How does a dog in cupboard-love mode know to look so inexorably trim and dapper? How does it know the precise sitting posture and head-tilt that suddenly indicates how profoundly it adores you and always has and always will? That look of eye is a thing born of endless generations trying it on, centuries of practicing the art.

That set of nose states more convincingly than eloquence could that, while food is the very last thing on one's mind just now and morsels are of no interest whatsoever and tidbits a matter of supreme indifference, all the same, if anything of a gastronomic nature did happen - by some remote chance - to find itself in the general vicinity of one's mouth, then one would be only too happy to save it from falling to the ground and allowing it to go to waste....

It's an enigma. Some of the qualities we most disdain in humans - greed, guile, lack of conscience, and earning one's keep without lifting a finger - when epitomized by dogs arouse nothing but affection in dog-lovers. I know, being one. We are completely foolish.

Her Highness, once all hope of participation in human food is over, will deign to visit her bowl and swallow its contents. But it is a matter of duty rather than relish. (Dog biscuits are different. These she has last thing at night, and she always goes at them as if she's never eaten before.)

But I am puzzled.

Not long ago I saw a short TV dog-umentary (ha ha) explaining how the manufacturers of canned dog food in the UK test their products. A line of identical bowls were set out, each filled with a different kind of dog food. We were not told (thank goodness) of what these dollops of brown stuff were made. Then a small fluffy doglet (presumably recommended by a top breeder) took the floor. He sniffed and snuffled with obvious professionalism, licking an offering here, tentatively taking a wee taste there.

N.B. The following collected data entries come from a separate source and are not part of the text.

//! File endpoints

use super::{expect_success, Client};
use crate::error::{Error, Result};
use crate::http::read_json;
use crate::types::{FileId, Sample};
use reqwest::{Method, StatusCode};
use serde::Deserialize;

#[derive(Deserialize)]
struct SampleView {
    sample: Sample,
}

impl Client {
    /// Look up a sample by id, MD5 or SHA256
    pub async fn view_file(&self, file: &FileId) -> Result<Sample> {
        let path = format!("files/view/{}", file.path_segments());
        let outcome = self.http.execute(Method::GET, &path).await;
        let response = expect_success(outcome, |status| match status {
            StatusCode::NOT_FOUND => Some(Error::not_found("file")),
            StatusCode::BAD_REQUEST => Some(Error::api("invalid lookup term")),
            _ => None,
        })?;
        let view: SampleView = read_json(response).await?;
        Ok(view.sample)
    }
}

And then, suddenly decisive, he headed for one particular bowl, stuck his muzzle in hard, and rapidly gorged the lot. He did not cease from his endeavors until he had licked the bowl as clean as a baby fresh from the bath. Then he walked off, his performance performed, his fee earned, leaving all the other brown stuff to whosoever was fool enough to want it.

THE commentator did not explain why the canine taster had been drawn to his particular preference. But I had two consequent thoughts. I thought they'd be foolish not to market that product worldwide instantly.

And I thought it had to be human food in that bowl.

I have now been told by an American informant that in her country some dog-food testers are humans. This suggests to me that her fine country is once again way in advance of the rest of the world, recognizing and acting on the truism that if humans like it, dogs'll like it. It figures.

My only remaining question is: Why all this completely unnecessary testing? Cans of dog food strike me as just as expensive as many kinds of human food in identical bulk, so why not just fill the cans with human food and be done with it?

The dogs would be overjoyed. And I can't help feeling that some American dog-food testers might not be entirely disgruntled either. Of course, some may actually like dog food. You never know. It never pays to be dogmatic about such matters.